Friday, August 8, 2014

How I Learned to Eat

At the age of six, I became a vegetarian. You know what that word means, right? You've seen it before. I stopped eating ham and halibut and chicken and any other flesh food. My parents thought my refusal to eat meat was no different than my distaste for bananas and tomatoes, which I eventually got over. For the past eleven years I've eaten through conversations like this:
"How about a no-thank-you-bite of salmon?"
"Ham is one of those meats you eat, right?"
'We took your Harry Potter book and hid it somewhere in the house. For every bite of beef, you get a clue."
They refused to use the V word. I "had a hard time with meat" the way my brother Jacob "doesn't like strawberries". They didn't let me starve, but they didn't go out of their way to feed me either. If my brothers ate pork roast I'd munch on the rolls and carrots. If the family had hamburger night, I smeared peanut butter and honey on the buns. I ate a lot of peanut butter.
The result? I was scrawny. I was a middle class American child, and I went to bed hungry. I thought the rest of the food world was like my mom's kitchen table. Get what you get and don't throw a fit. I didn't dare order a chicken and pasta dish without the chicken. No, that would inconvenience the restaurant staff. What right did I have to put in a special request?

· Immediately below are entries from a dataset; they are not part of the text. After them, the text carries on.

//! MCP Server implementation and lifecycle management.
//!
//! [`McpServer`] owns the three long-lived pieces every transport shares:
//! the configuration, the immutable tool registry and the session
//! handshake (which owns the session registry). The HTTP transport drives
//! the handshake per request; STDIO has a single implicit client whose
//! context is the configured defaults. Both end up in
//! [`ToolRegistry::dispatch`].

use std::sync::Arc;

use rmcp::{
    ErrorData as McpError, RoleServer, ServerHandler, model::*, service::RequestContext,
};
use serde_json::{Map, Value};
use tracing::{info, instrument};

use super::config::Config;
use super::error::Result;
use super::session::{ConnectionContext, Handshake, SessionRegistry};
use crate::domains::tools::{ToolError, ToolRegistry, definitions::FlureeClient};

/// Instructions returned to clients on `initialize`.
pub const SERVER_INSTRUCTIONS: &str = "Fluree MCP server. Tools query and transact against the \
     Fluree ledger selected by the session's endpoint, namespace and dataset.";

/// The main MCP server handler.
#[derive(Clone)]
pub struct McpServer {
    /// Server configuration.
    config: Arc<Config>,

    /// Static tool table.
    tools: Arc<ToolRegistry>,

    /// Session lifecycle and context resolution.
    handshake: Handshake,
}

impl McpServer {
    /// Create a new MCP server with the given configuration.
    ///
    /// Fails if the tool table cannot be built.
    pub fn new(config: Config) -> Result<Self> {
        let client = FlureeClient::new(config.fluree.request_timeout());
        let tools = ToolRegistry::with_default_tools(client)?;
        Ok(Self::with_tools(config, tools))
    }

    /// Create a server around an already built tool table.
    pub fn with_tools(config: Config, tools: ToolRegistry) -> Self {
        let handshake = Handshake::new(SessionRegistry::new(), config.fluree.defaults.clone());
        Self {
            config: Arc::new(config),
            tools: Arc::new(tools),
            handshake,
        }
    }

    /// Get the server name.
    pub fn name(&self) -> &str {
        &self.config.server.name
    }

    /// Get the server version.
    pub fn version(&self) -> &str {
        &self.config.server.version
    }

    pub fn tools(&self) -> &ToolRegistry {
        &self.tools
    }

    pub fn handshake(&self) -> &Handshake {
        &self.handshake
    }

    pub fn sessions(&self) -> &SessionRegistry {
        self.handshake.registry()
    }

    /// Dispatch a tool call against an already resolved context.
    pub async fn call_tool(
        &self,
        name: &str,
        arguments: Option<Map<String, Value>>,
        context: &ConnectionContext,
    ) -> std::result::Result<CallToolResult, ToolError> {
        self.tools.dispatch(name, arguments, context).await
    }
}

/// Convert a dispatch failure into an rmcp protocol error.
pub fn to_mcp_error(err: ToolError) -> McpError {
    McpError::new(ErrorCode(err.code()), err.client_message(), err.data())
}

impl ServerHandler for McpServer {
    fn get_info(&self) -> ServerInfo {
        ServerInfo {
            instructions: Some(SERVER_INSTRUCTIONS.to_string()),
            capabilities: ServerCapabilities::builder().enable_tools().build(),
            ..Default::default()
        }
    }

    #[instrument(skip(self, _context))]
    async fn list_tools(
        &self,
        _request: Option<PaginatedRequestParam>,
        _context: RequestContext<RoleServer>,
    ) -> std::result::Result<ListToolsResult, McpError> {
        info!("Listing tools");
        Ok(ListToolsResult {
            tools: self.tools.list_tools(),
            next_cursor: None,
            meta: None,
        })
    }

    #[instrument(skip(self, request, _context), fields(tool = %request.name))]
    async fn call_tool(
        &self,
        request: CallToolRequestParam,
        _context: RequestContext<RoleServer>,
    ) -> std::result::Result<CallToolResult, McpError> {
        let defaults = self.handshake.defaults();
        self.tools
            .dispatch(&request.name, request.arguments, defaults)
            .await
            .map_err(to_mcp_error)
    }
}
/// Root handler - provides API info.
async fn root_handler(State(state): State<AppState>) -> impl IntoResponse {
    Json(json!({
        "name": state.server.name(),
        "version": state.server.version(),
        "transport": "HTTP",
        "endpoints": {
            "rpc": &*state.rpc_path,
            "health": "/health"
        },
        "protocol": "JSON-RPC 2.0",
        "sessionHeader": SESSION_HEADER,
        "documentation": format!(
            "POST an initialize request to {} with endpoint, namespace and dataset \
             headers, then send the returned {} header on every request",
            state.rpc_path, SESSION_HEADER
        )
    }))
}

/// Health check endpoint.
async fn health_check(State(state): State<AppState>) -> impl IntoResponse {
    Json(json!({
        "status": "healthy",
        "timestamp": chrono::Utc::now().to_rfc3339(),
        "sessions": state.server.sessions().len().await
    }))
}

// ============================================================================
// Request metadata
// ============================================================================

fn session_id(headers: &HeaderMap) -> Option<&str> {
    headers
        .get(SESSION_HEADER)
        .and_then(|v| v.to_str().ok())
        .map(str::trim)
        .filter(|v| !v.is_empty())
}

fn transport_metadata(headers: &HeaderMap, uri: &Uri) -> TransportMetadata {
    let mut metadata = TransportMetadata::new();
    for (name, value) in headers {
        if let Ok(value) = value.to_str() {
            metadata.insert_header(name.as_str(), value);
        }
    }
    match uri.query() {
        Some(query) => metadata.with_query_string(query),
        None => metadata,
    }
}

fn rpc_response(status: StatusCode, session: Option<&str>, body: JsonRpcResponse) -> Response {
    let mut response = (status, Json(body)).into_response();
    attach_session(&mut response, session);
    response
}

fn attach_session(response: &mut Response, session: Option<&str>) {
    if let Some(value) = session.and_then(|id| HeaderValue::from_str(id).ok()) {
        response.headers_mut().insert(SESSION_HEADER, value);
    }
}

fn session_rejection(id: Value, err: &SessionError) -> Response {
    rpc_response(
        StatusCode::BAD_REQUEST,
        None,
        JsonRpcResponse::from_session_error(id, err),
    )
}

// ============================================================================
// POST: JSON-RPC messages
// ============================================================================

/// Handle one JSON-RPC message.
#[instrument(skip_all, fields(method, session))]
async fn handle_rpc(
    State(state): State<AppState>,
    headers: HeaderMap,
    uri: Uri,
    body: Bytes,
) -> Response {
    let payload = match serde_json::from_slice::<Value>(&body) {
        Ok(payload) => payload,
        Err(e) => {
            warn!("Malformed JSON-RPC payload: {}", e);
            return rpc_response(StatusCode::BAD_REQUEST, None, JsonRpcResponse::parse_error());
        }
    };

    if payload.is_array() {
        return rpc_response(
            StatusCode::BAD_REQUEST,
            None,
            JsonRpcResponse::invalid_request(Value::Null, "Batch requests are not supported"),
        );
    }

    let fallback_id = payload.get("id").cloned().unwrap_or(Value::Null);
    let request = match serde_json::from_value::<JsonRpcRequest>(payload) {
        Ok(request) if request.jsonrpc == "2.0" => request,
        _ => {
            return rpc_response(
                StatusCode::BAD_REQUEST,
                None,
                JsonRpcResponse::invalid_request(fallback_id, "Invalid Request"),
            );
        }
    };

    tracing::Span::current().record("method", request.method.as_str());
    info!("Received JSON-RPC request: {}", request.method);

    let metadata = transport_metadata(&headers, &uri);
    let incoming = IncomingRequest {
        session_id: session_id(&headers),
        method: &request.method,
        params: request.params_object(),
        metadata: &metadata,
    };
    let established = match state.server.handshake().establish(&incoming).await {
        Ok(established) => established,
        Err(err) => return session_rejection(request.id(), &err),
    };
    tracing::Span::current().record("session", established.session_id.as_str());

    if request.is_notification() {
        handle_notification(&request);
        let mut response = StatusCode::ACCEPTED.into_response();
        attach_session(&mut response, Some(&established.session_id));
        return response;
    }

    let body = process_request(&state, &established, request).await;
    rpc_response(StatusCode::OK, Some(&established.session_id), body)
}

/// Process an admitted JSON-RPC request and return the response.
async fn process_request(
    state: &AppState,
    session: &Established,
    request: JsonRpcRequest,
) -> JsonRpcResponse {
    match request.method.as_str() {
        "initialize" => handle_initialize(state, request),
        "ping" => JsonRpcResponse::success(request.id(), json!({})),
        "tools/list" => handle_tools_list(state, request),
        "tools/call" => handle_tools_call(state, session, request).await,
        _ => {
            warn!("Unknown method: {}", request.method);
            JsonRpcResponse::method_not_found(request.id())
        }
    }
}

fn handle_initialize(state: &AppState, request: JsonRpcRequest) -> JsonRpcResponse {
    info!("Processing initialize request");

    let result = json!({
        "protocolVersion": PROTOCOL_VERSION,
        "capabilities": {
            "tools": {}
        },
        "serverInfo": {
            "name": state.server.name(),
            "version": state.server.version()
        },
        "instructions": SERVER_INSTRUCTIONS
    });

    JsonRpcResponse::success(request.id(), result)
}

fn handle_tools_list(state: &AppState, request: JsonRpcRequest) -> JsonRpcResponse {
    info!("Processing tools/list request");

    let result = ListToolsResult {
        tools: state.server.tools().list_tools(),
        next_cursor: None,
        meta: None,
    };
    match serde_json::to_value(result) {
        Ok(value) => JsonRpcResponse::success(request.id(), value),
        Err(e) => {
            warn!("Failed to serialize tool list: {}", e);
            JsonRpcResponse::internal_error(request.id())
        }
    }
}

async fn handle_tools_call(
    state: &AppState,
    session: &Established,
    request: JsonRpcRequest,
) -> JsonRpcResponse {
    info!("Processing tools/call request");
    let id = request.id();

    let Some(params) = request.params else {
        return JsonRpcResponse::invalid_params(id, "Missing params");
    };
    let call = match serde_json::from_value::<CallToolRequestParam>(params) {
        Ok(call) => call,
        Err(e) => return JsonRpcResponse::invalid_params(id, format!("Invalid params: {e}")),
    };

    let outcome = state
        .server
        .call_tool(&call.name, call.arguments, &session.context)
        .await;

    let result = match outcome {
        Ok(result) => result,
        Err(err) => return JsonRpcResponse::from_tool_error(id, &err),
    };

    notify_tool_completed(state, session, &call.name, result.is_error.unwrap_or(false)).await;

    match serde_json::to_value(&result) {
        Ok(value) => JsonRpcResponse::success(id, value),
        Err(e) => {
            warn!("Failed to serialize tool result: {}", e);
            JsonRpcResponse::internal_error(id)
        }
    }
}

/// Tell any open stream on the session that a tool call finished.
async fn notify_tool_completed(state: &AppState, session: &Established, tool: &str, failed: bool) {
    let message = json!({
        "jsonrpc": "2.0",
        "method": "notifications/message",
        "params": {
            "level": if failed { "warning" } else { "info" },
            "logger": "tools",
            "data": { "tool": tool, "isError": failed }
        }
    });
    let delivered = state.server.sessions().publish(&session.session_id, message).await;
    if let Some(receivers) = delivered.filter(|n| *n > 0) {
        debug!("Notified {} stream(s)", receivers);
    }
}

fn handle_notification(request: &JsonRpcRequest) {
    match request.method.as_str() {
        "notifications/initialized" => info!("Client sent initialized notification"),
        method => debug!("Received notification: {}", method),
    }
}

// ============================================================================
// GET: server-initiated stream
// ============================================================================

/// Open an SSE stream for an active session.
async fn handle_stream(State(state): State<AppState>, headers: HeaderMap) -> Response {
    let session = match state.server.handshake().require_session(session_id(&headers)).await {
        Ok(session) => session,
        Err(err) => return session_rejection(Value::Null, &err),
    };
    let Some(receiver) = state.server.sessions().subscribe(&session.id).await else {
        return session_rejection(Value::Null, &SessionError::InvalidSession);
    };
    info!(session_id = %session.id, "Stream opened");

    let stream = futures::stream::unfold(receiver, |mut receiver| async move {
        loop {
            match receiver.recv().await {
                Ok(message) => {
                    let event = Event::default()
                        .event("message")
                        .json_data(&message)
                        .unwrap_or_else(|_| Event::default().comment("unencodable message"));
                    return Some((Ok::<_, Infallible>(event), receiver));
                }
                Err(RecvError::Lagged(skipped)) => {
                    warn!("Stream lagged, dropped {} message(s)", skipped);
                }
                Err(RecvError::Closed) => return None,
            }
        }
    });

    let mut response = Sse::new(stream)
        .keep_alive(KeepAlive::new().interval(KEEP_ALIVE_INTERVAL))
        .into_response();
    attach_session(&mut response, Some(&session.id));
    response
}

// ============================================================================
// DELETE: termination
// ============================================================================

async fn handle_terminate(State(state): State<AppState>, headers: HeaderMap) -> Response {
    match state.server.handshake().terminate(session_id(&headers)).await {
        Ok(closed) => {
            info!(closed, "Session termination requested");
            StatusCode::NO_CONTENT.into_response()
        }
        Err(err) => session_rejection(Value::Null, &err),
    }
}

Everything changed when I was fifteen. My brother Spencer was going to college in Berkeley at the time and we stopped by for a visit. Berkeley, land of the hippies. Berkeley, with its hookah shops and protesters. Berkeley, full of restaurants where I could eat. Spencer and his girlfriend took us to a Thai restaurant that proudly proclaimed "vegetarian and vegan" in the window.
Usually at restaurants, I skim over thirty or so menu items until I can find the one or two meals I can eat. If that doesn't work I order off the appetizers. But here I didn't need to do that.

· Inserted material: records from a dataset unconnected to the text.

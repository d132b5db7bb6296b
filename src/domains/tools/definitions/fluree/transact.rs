//! Transaction tool: creates uniquely named test collections.

use async_trait::async_trait;
use rmcp::model::CallToolResult;
use schemars::JsonSchema;
use serde::Deserialize;
use serde_json::{Value, json};
use tracing::{info, warn};
use uuid::Uuid;

use super::FlureeClient;
use crate::core::session::BackendTarget;
use crate::domains::tools::definitions::common::{error_result, structured_result};
use crate::domains::tools::handlers::ToolDefinition;
use crate::domains::tools::validation::{Validate, Violations};

const MAX_COUNT: i64 = 50;

/// Parameters for the transact tool.
#[derive(Debug, Clone, Deserialize, JsonSchema)]
pub struct FlureeTransactParams {
    /// Number of collections to create (1-50, default: 1).
    #[schemars(range(min = 1, max = 50))]
    #[serde(default = "default_count")]
    pub count: i64,
}

fn default_count() -> i64 {
    1
}

impl Validate for FlureeTransactParams {
    fn validate(&self, v: &mut Violations) {
        v.range("count", self.count, 1, MAX_COUNT);
    }
}

/// Creates `count` randomly named collections, one transaction each.
#[derive(Debug, Clone)]
pub struct FlureeTransactTool {
    client: FlureeClient,
}

impl FlureeTransactTool {
    pub fn new(client: FlureeClient) -> Self {
        Self { client }
    }

    /// Transaction body for the collection created at `index`.
    pub fn collection_transaction(index: i64) -> Value {
        let suffix = &Uuid::new_v4().simple().to_string()[..8];
        json!([{
            "_id": "_collection",
            "name": format!("test_{suffix}_{index}"),
        }])
    }
}

#[async_trait]
impl ToolDefinition for FlureeTransactTool {
    const NAME: &'static str = "flureeTransact";
    const TITLE: &'static str = "Fluree Transaction Tool";
    const DESCRIPTION: &'static str = "Creates multiple random collections in Fluree DB.";

    type Params = FlureeTransactParams;

    async fn execute(
        &self,
        params: FlureeTransactParams,
        target: &BackendTarget,
    ) -> CallToolResult {
        let url = target.ledger_url("transact");
        info!("Creating {} collection(s) via {}", params.count, url);

        let mut results = Vec::with_capacity(params.count as usize);
        let mut failures = 0;
        for index in 1..=params.count {
            let tx = Self::collection_transaction(index);
            match self.client.post(&url, Some(&tx)).await {
                Ok(data) => results.push(json!({ "success": true, "index": index, "data": data })),
                Err(e) => {
                    warn!("Transaction {} failed: {}", index, e);
                    failures += 1;
                    results.push(json!({
                        "success": false,
                        "index": index,
                        "error": e.to_string()
                    }));
                }
            }
        }

        if failures == params.count {
            let detail = serde_json::to_string_pretty(&results).unwrap_or_default();
            return error_result(&format!("All {failures} transaction(s) failed:\n\n{detail}"));
        }
        let created = params.count - failures;
        structured_result(&format!("{created} collection(s) created"), Value::Array(results))
    }
}
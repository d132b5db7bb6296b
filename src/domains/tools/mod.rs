//! Tools domain module.
//!
//! Tools are the operations MCP clients call against a Fluree target.
//!
//! ## Architecture
//!
//! - `definitions/` - Individual tool implementations (one file per tool)
//! - `handlers.rs` - `ToolDefinition` trait and the type-erasing adapter
//! - `validation.rs` - Argument bounds that serde cannot express
//! - `registry.rs` - Immutable tool table and the dispatch pipeline
//! - `error.rs` - Tool-specific error types
//!
//! ## Adding a New Tool
//!
//! 1. Create a new file in `definitions/` with a params struct and a
//!    `ToolDefinition` impl
//! 2. Export it in `definitions/mod.rs`
//! 3. Register it in `ToolRegistry::with_default_tools`
//!
//! Both transports pick it up from the registry.

pub mod definitions;
mod error;
mod handlers;
mod registry;
pub mod validation;

pub use error::ToolError;
pub use handlers::{PreparedCall, ToolAdapter, ToolDefinition, ToolHandler};
pub use registry::{ToolDescriptor, ToolRegistry, ToolRegistryBuilder};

I pointed to the pasta dish I wanted and told the waiter, "I'll have this with the tofu." Tofu. I'd had that twice before and had a vague idea of the taste.
He didn't even blink. "Are you alright with the egg?"
"What?"
"If you're vegan, I can take off the egg."
"No, no, egg's alright." I wanted to laugh. I wanted to hug every Asian immigrant and animal rights activist that made Berkeley's food industry the way it is today. I wanted to move to California.
When we got home, I realized I didn't need to. I could eat vegetarian in Suburbia, Utah. I could tell the lunch ladies to leave the turkey off my deli sandwich instead of throwing it away once I left their sight. I could tell my girls camp leaders to accommadate me like they did my lactose intolerant friends instead of living off granola bars. I could tell my pediatrician I didn't want or need help from his nutrition specialist friend. And most importantly?
I could tell my parents what I didn't want to eat.
When my dad offers me steak, I don't say, "Not tonight." I look him right in the eyes and say, "I'm a vegetarian and you need to realize that." I don't choke down chicken nuggets and corndogs just to make their lives easier. My mom buys tofu freezer enchiladas. Right now, she's making a salad with avacado, leafy greens, almonds, and strawberries instead of tossing lettuce and croutons in a bowl with one other ingredient.
My parents no longer praise me as the "low maintenence child". I'm obnoxious. I'm whiny. I'm a rebel. I'm a brat. I am difficult. I have values different than theirs.
And I'm up to a hundred and thirteen pounds. The world will never open up to you until you learn to talk back.